Pandoralavella · 21/04/2025 09:33

You’re getting done absolutely terrible advice here imo.

There’s a child involved. You don’t give up on a family at the drop of a hat.

You’ve now got an amazing opportunity to turn your relationship completely around, because you have an insight into your husband’s innermost frustrations and desires.

Many people don’t get this chance, and when the relationship withers away to nothing and their lives are turned upside down they are left dumbstruck.

If you still love him, be as honest as you can be with yourself about the things you could improve.

For example, if he has asked you to find work, then find work. The stress of being the sole financial provider, particularly these days, is no joke. If he’s feeling bored in the relationship, then do some soul searching.

Approach his frustrations with kindness, openness, and genuine curiosity. His private conversations will be exaggerations. They are childish. Still, some part of him feels unloved or unappreciated. Some part of him feels bored.

It’s not all on you, but someone has to be the bigger person and make the first move to improve a situation. Later, it will start being reciprocal.

Don’t direct your energy into feeling sorry for yourself. Direct it instead into making improvements.

Give it a year of solid, earnest effort. Then re-evaluate. Or, if you know deep down that you’ve already done all of this to no avail, then - and only then - it might be time to go.

Edited

Have you read all the OP's posts? If so this is the most shocking post I think I've ever seen on here and I am utterly shocked that you could come to these conclusions based on the information shared.

I don't agree with others comments about confronting him at all party etc as it's a private matter but all the other context is so polarised to your comments

AgentJohnson · 21/04/2025 09:39

There is absolutely no point in confronting him because he will always be the victim. This is an opportunity to figure out what you want from life without the guilt of leaving a one sided relationship where your needs and wants always came second. First step is to get legal advice because you live abroad and have children.

Mourn the man you wanted him to be and look forward to separating yourself from the twat he is.

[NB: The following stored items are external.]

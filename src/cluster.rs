use crate::analytics::student_averages;
use crate::data::Record;
use crate::error::{AnalyticsError, Result};
use crate::model::ClusterAssignment;
use linfa::prelude::*;
use linfa_clustering::KMeans;
use ndarray::{Array1, Array2};
use rand::rngs::StdRng;
use rand::SeedableRng;
use tracing::{debug, info};

pub const DEFAULT_CLUSTERS: usize = 3;

/// Seed for the k-means initialisation. Same input and seed, same labels.
pub const DEFAULT_SEED: u64 = 42;

const MAX_ITERATIONS: u64 = 300;
const TOLERANCE: f64 = 1e-4;

pub fn cluster(records: &[Record], k: usize) -> Result<Vec<ClusterAssignment>> {
    cluster_with_seed(records, k, DEFAULT_SEED)
}

/// Groups students into `k` clusters by standardized average Marks.
/// Labels are arbitrary; only equality between labels carries meaning.
pub fn cluster_with_seed(records: &[Record], k: usize, seed: u64) -> Result<Vec<ClusterAssignment>> {
    if k == 0 {
        return Err(AnalyticsError::InvalidArgument(
            "number of clusters must be at least 1".to_string(),
        ));
    }
    let averages = student_averages(records);
    if averages.is_empty() {
        return Err(AnalyticsError::EmptyInput("no students to cluster".to_string()));
    }
    if k > averages.len() {
        return Err(AnalyticsError::InvalidArgument(format!(
            "cannot form {} clusters from {} students",
            k,
            averages.len()
        )));
    }

    let marks: Array1<f64> = averages.iter().map(|e| e.average_marks).collect();
    let scaled = standardize(&marks);
    let labels = fit_labels(&scaled, k, seed)?;
    info!(students = averages.len(), k, seed, "clustered students");

    Ok(averages
        .into_iter()
        .zip(labels)
        .map(|(entry, cluster)| ClusterAssignment {
            name: entry.name,
            marks: entry.average_marks,
            cluster,
        })
        .collect())
}

/// Zero mean, unit variance. With zero variance the values are only
/// centred, never divided.
pub fn standardize(values: &Array1<f64>) -> Array1<f64> {
    let mean = match values.mean() {
        Some(m) => m,
        None => return values.clone(),
    };
    let std = values.std(0.0);
    if std > 0.0 && std.is_finite() {
        values.mapv(|v| (v - mean) / std)
    } else {
        values.mapv(|v| v - mean)
    }
}

fn fit_labels(scaled: &Array1<f64>, k: usize, seed: u64) -> Result<Vec<usize>> {
    // k-means++ cannot seed more centroids than there are distinct points
    let mut distinct = scaled.to_vec();
    distinct.sort_by(|a, b| a.total_cmp(b));
    distinct.dedup();
    let k = k.min(distinct.len());
    if k == 1 {
        debug!("single distinct score, assigning every student to cluster 0");
        return Ok(vec![0; scaled.len()]);
    }

    let features = Array2::from_shape_vec((scaled.len(), 1), scaled.to_vec())
        .map_err(|e| AnalyticsError::Clustering(e.to_string()))?;
    let dataset = DatasetBase::from(features.clone());
    let rng = StdRng::seed_from_u64(seed);
    let model = KMeans::params_with_rng(k, rng)
        .max_n_iterations(MAX_ITERATIONS)
        .tolerance(TOLERANCE)
        .fit(&dataset)
        .map_err(|e| AnalyticsError::Clustering(e.to_string()))?;

    let labels: Array1<usize> = model.predict(&features);
    Ok(labels.to_vec())
}
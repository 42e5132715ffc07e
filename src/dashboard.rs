use crate::analytics::{
    class_summary, declining_students, exam_trends, marks_distribution, student_summary,
    subject_summary, top_bottom,
};
use crate::cluster::cluster_with_seed;
use crate::config::Settings;
use crate::data::RecordSet;
use crate::error::{AnalyticsError, Result};
use crate::model::{
    AggregateRow, ClusterAssignment, DeclineRecord, DistributionRow, Field, RankEntry, Suggestion,
};
use crate::report::Table;
use crate::suggestions::suggest;
use chrono::{DateTime, Utc};
use serde::Serialize;
use std::collections::BTreeMap;
use std::str::FromStr;
use tracing::{info, warn};

/// Outcome of one stage. A failed stage does not stop the others.
#[derive(Debug, Serialize)]
#[serde(untagged)]
pub enum Section<T> {
    Ready(T),
    Failed { error: String, message: String },
}

impl<T> Section<T> {
    fn failed(stage: &str, err: &AnalyticsError) -> Self {
        warn!(stage, error = %err, "dashboard stage failed");
        Section::Failed {
            error: err.kind().to_string(),
            message: err.to_string(),
        }
    }

    fn from_result(stage: &str, result: Result<T>) -> Self {
        match result {
            Ok(value) => Section::Ready(value),
            Err(e) => Section::failed(stage, &e),
        }
    }

    pub fn ready(&self) -> Option<&T> {
        match self {
            Section::Ready(value) => Some(value),
            Section::Failed { .. } => None,
        }
    }
}

/// Every derived view of one record set.
#[derive(Debug, Serialize)]
pub struct Dashboard {
    pub generated_at: DateTime<Utc>,
    pub record_count: usize,
    pub classes: Vec<String>,
    pub students: Vec<String>,
    pub exams: Vec<String>,
    pub class_summary: Vec<AggregateRow>,
    pub student_summary: Vec<AggregateRow>,
    pub exam_trends: Vec<AggregateRow>,
    pub subject_summary: Vec<AggregateRow>,
    pub distributions: BTreeMap<String, Vec<DistributionRow>>,
    pub top_students: Section<Vec<RankEntry>>,
    pub bottom_students: Section<Vec<RankEntry>>,
    pub clusters: Section<Vec<ClusterAssignment>>,
    pub declining: Vec<DeclineRecord>,
    pub suggestions: Section<Vec<Suggestion>>,
}

impl Dashboard {
    pub fn run(set: &RecordSet, settings: &Settings) -> Self {
        let records = set.records();

        let (top_students, bottom_students) = match top_bottom(records, settings.top_n) {
            Ok((top, bottom)) => (Section::Ready(top), Section::Ready(bottom)),
            Err(e) => (Section::failed("top", &e), Section::failed("bottom", &e)),
        };

        let mut distributions = BTreeMap::new();
        for subject in records.iter().map(|r| r.subject.as_str()) {
            if !distributions.contains_key(subject) {
                distributions.insert(subject.to_string(), marks_distribution(records, subject));
            }
        }

        let dashboard = Dashboard {
            generated_at: Utc::now(),
            record_count: set.len(),
            classes: set.classes(),
            students: set.students(),
            exams: set.exams(),
            class_summary: class_summary(records),
            student_summary: student_summary(records),
            exam_trends: exam_trends(records),
            subject_summary: subject_summary(records),
            distributions,
            top_students,
            bottom_students,
            clusters: Section::from_result(
                "clusters",
                cluster_with_seed(records, settings.clusters, settings.seed),
            ),
            declining: declining_students(records),
            suggestions: Section::from_result("suggestions", suggest(records, &settings.targets)),
        };
        info!(
            records = dashboard.record_count,
            students = dashboard.students.len(),
            "dashboard computed"
        );
        dashboard
    }
}

/// Which derived table to hand to the exporter.
#[derive(Debug, Clone, PartialEq, Eq, Default)]
pub enum TableKind {
    #[default]
    Records,
    ClassSummary,
    StudentSummary,
    ExamTrends,
    SubjectSummary,
    Top,
    Bottom,
    Clusters,
    Declining,
    Suggestions,
    Distribution(String),
}

impl FromStr for TableKind {
    type Err = AnalyticsError;

    fn from_str(s: &str) -> Result<Self> {
        let kind = match s.trim() {
            "records" => TableKind::Records,
            "class_summary" => TableKind::ClassSummary,
            "student_summary" => TableKind::StudentSummary,
            "exam_trends" => TableKind::ExamTrends,
            "subject_summary" => TableKind::SubjectSummary,
            "top" => TableKind::Top,
            "bottom" => TableKind::Bottom,
            "clusters" => TableKind::Clusters,
            "declining" => TableKind::Declining,
            "suggestions" => TableKind::Suggestions,
            other => match other.strip_prefix("distribution:") {
                Some(subject) if !subject.is_empty() => TableKind::Distribution(subject.to_string()),
                _ => {
                    return Err(AnalyticsError::InvalidArgument(format!(
                        "unknown table {:?}",
                        other
                    )))
                }
            },
        };
        Ok(kind)
    }
}

impl TableKind {
    pub fn build(&self, set: &RecordSet, settings: &Settings) -> Result<Table> {
        let records = set.records();
        let table = match self {
            TableKind::Records => Table::from_rows(records),
            TableKind::ClassSummary => {
                Table::from_aggregates(&[Field::Class, Field::Subject], &class_summary(records))
            }
            TableKind::StudentSummary => {
                Table::from_aggregates(&[Field::Name, Field::Subject], &student_summary(records))
            }
            TableKind::ExamTrends => {
                Table::from_aggregates(&[Field::Exam, Field::Subject], &exam_trends(records))
            }
            TableKind::SubjectSummary => {
                Table::from_aggregates(&[Field::Subject], &subject_summary(records))
            }
            TableKind::Top => Table::from_rows(&top_bottom(records, settings.top_n)?.0),
            TableKind::Bottom => Table::from_rows(&top_bottom(records, settings.top_n)?.1),
            TableKind::Clusters => Table::from_rows(&cluster_with_seed(
                records,
                settings.clusters,
                settings.seed,
            )?),
            TableKind::Declining => Table::from_rows(&declining_students(records)),
            TableKind::Suggestions => Table::from_rows(&suggest(records, &settings.targets)?),
            TableKind::Distribution(subject) => {
                Table::from_rows(&marks_distribution(records, subject))
            }
        };
        Ok(table)
    }
}

#[cfg(test)]
mod tests {
    use super::*;
    use crate::data::Record;

    fn set() -> RecordSet {
        RecordSet::new(vec![
            Record::new("Alice", "10A", "Math", "E1", 80.0),
            Record::new("Alice", "10A", "Math", "E2", 60.0),
            Record::new("Bob", "10A", "Math", "E1", 50.0),
            Record::new("Bob", "10A", "Math", "E2", 70.0),
        ])
    }

    #[test]
    fn failing_stage_leaves_others_intact() {
        // three clusters from two students cannot work
        let dashboard = Dashboard::run(&set(), &Settings::default());
        assert!(dashboard.clusters.ready().is_none());
        assert_eq!(dashboard.top_students.ready().unwrap()[0].name, "Alice");
        assert_eq!(dashboard.declining.len(), 1);
        assert_eq!(dashboard.suggestions.ready().unwrap().len(), 2);

        let json = serde_json::to_value(&dashboard).unwrap();
        assert_eq!(json["clusters"]["error"], "invalid_argument");
        assert_eq!(json["class_summary"][0]["Marks"], 65.0);
    }

    #[test]
    fn empty_set_still_yields_aggregates() {
        let dashboard = Dashboard::run(&RecordSet::default(), &Settings::default());
        assert!(dashboard.class_summary.is_empty());
        assert!(dashboard.declining.is_empty());
        assert!(matches!(dashboard.top_students, Section::Failed { ref error, .. } if error == "empty_input"));
    }

    #[test]
    fn table_kinds_parse_and_build() {
        let settings = Settings { clusters: 2, ..Settings::default() };
        assert_eq!("top".parse::<TableKind>().unwrap(), TableKind::Top);
        assert_eq!(
            "distribution:Math".parse::<TableKind>().unwrap(),
            TableKind::Distribution("Math".to_string())
        );
        assert!("charts".parse::<TableKind>().is_err());

        let table = TableKind::Clusters.build(&set(), &settings).unwrap();
        assert_eq!(table.columns, vec!["Name", "Marks", "Cluster"]);
        assert_eq!(table.rows.len(), 2);

        let records = TableKind::default().build(&set(), &settings).unwrap();
        assert_eq!(records.rows.len(), 4);
    }
}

This could be his greatest gift to you.

SuperTrooper14 · 21/04/2025 09:39

I wouldn’t pander to him or his friends by going ahead with the party. I’d be cancelling it now and using the messages as leverage to instigate a fair divorce or even come back to the UK - i.e. if he doesn’t let you and your DS leave you‘ll share the messages so people know what he’s really like. I know the saying is when they go low, you go high, but sometimes it’s okay to play a situation to your advantage and he doesn’t deserve fairness.

Tootiredtowhat · 21/04/2025 09:40

Bide your time, get your ducks in a row, get a decent solicitor and then rinse the fucker for every penny.

Id try and get a copy of the message saying you can keep the kids, just incase you want proof of what an arsehole he is.

jenrobin · 21/04/2025 09:40

onwards2025 · 21/04/2025 09:38

Have you read all the OP's posts? If so this is the most shocking post I think I've ever seen on here and I am utterly shocked that you could come to these conclusions based on the information shared.

I don't agree with others comments about confronting him at all party etc as it's a private matter but all the other context is so polarised to your comments

I completely agree. The things he has said are disgusting, and deceitful. Also taking pictures of women in the street are not what men do when they are 'bored'.

dairydebris · 21/04/2025 09:41

Notsolongthistime · 21/04/2025 07:12

Oh fgs

no

there’s children involved.

op, if I were you, as you’re a sahm, I would hide your time until you mention anything. Meanwhile begin to gather as much financial information that you possibly can and see a lawyer on the sly.

Disagree. He's said these things, let him own it.